ゆっくりと安静にできる場所で、1回1回の呼吸をしっかりとすることによって対処します。
間質性肺炎
間質性肺炎というのは、肺胞の壁の内側の部分で炎症が起こり、壁が分厚くなってしまう状態を言います。
壁の中には毛細血管が走っていて、この壁を通過して酸素や二酸化炭素のやり取りがされます。しかし、炎症が起こって壁が分厚くなってしまうと、酸素の取り込みが阻害されて低酸素血症になります。二酸化炭素のやり取りには大きな問題がないとされています。
重症にならなければ、日常生活を行う程度で低酸素になることはあまりありません。しかし、体を動かして酸素の必要量が増加すると、息苦しさを感じることが多くなってきます。

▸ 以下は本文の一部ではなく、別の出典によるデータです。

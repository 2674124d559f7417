use crate::board::Player;
use crate::input_handler::{parse_move_input, InputError, MoveInput};

pub trait InputSource {
    fn get_move(&self, current_turn: Player) -> Result<Option<MoveInput>, InputError>;
}

fn read_human_move() -> Result<Option<MoveInput>, InputError> {
    match parse_move_input() {
        Ok(move_input) => Ok(Some(move_input)),
        Err(InputError::UserExit) => Err(InputError::UserExit),
        Err(_) => Ok(None), // Other errors treated as invalid input
    }
}

pub struct HumanInput;

impl InputSource for HumanInput {
    fn get_move(&self, _current_turn: Player) -> Result<Option<MoveInput>, InputError> {
        read_human_move()
    }
}

pub struct EngineInput;

impl InputSource for EngineInput {
    fn get_move(&self, _current_turn: Player) -> Result<Option<MoveInput>, InputError> {
        Ok(Some(MoveInput::UseEngine))
    }
}

pub struct ConditionalInput {
    pub human_player: Player,
}

impl InputSource for ConditionalInput {
    fn get_move(&self, current_turn: Player) -> Result<Option<MoveInput>, InputError> {
        if current_turn == self.human_player {
            read_human_move()
        } else {
            Ok(Some(MoveInput::UseEngine))
        }
    }
}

間質性肺炎が起こりやすいのは、膠原病を発症した時や、一部の薬剤を使用した時などです。
心不全
心不全は、心臓の機能が低下した状態を言います。心臓はかなり複雑な構造ですから、多くの種類の心不全があります。
高齢になってくると、心臓の機能がだんだんと落ちてくることもありますし、高血圧の影響で心臓が肥大してくることもあります。あるいは、心筋梗塞などによって、心臓にダメージがあることによって心臓の機能が落ちることもあるでしょう。
いずれにしても、血液を送るポンプの役割である心臓の機能が低下してしまいますから、全身に血をめぐらせることが不十分となり、少し動いただけでも息切れの症状が起こってくることはよくあります。
貧血
貧血は、血液中の赤血球が減少し、酸素の運搬能力が低下した状態です。
もともと赤血球の産生は、腎臓から分泌されるエリスロポエチンというホルモンが、骨髄に赤血球を作るように指令を伝えることによって行われます。しかし高齢になってくると、腎臓の機能が低下するとともにエリスロポエチンの分泌が低下し、貧血になることがよくあります。そうでなくても、骨髄の造血能が低下することによっても貧血は進行します。
また、血液を作る能力が低下するだけではなく、出血によって貧血が起こってくることもあります。胃潰瘍からの出血や、色々な場所にできているポリープからの出血によって、貧血が起こってくることがあります。
貧血が起こってくると、眼瞼結膜の赤みが失われ、白っぽくなります。内科の診察でまぶたの内側を見ているのはそのためです。もし貧血が疑われるようであれば、早めに内科を受診して診察を受けておくといいでしょう。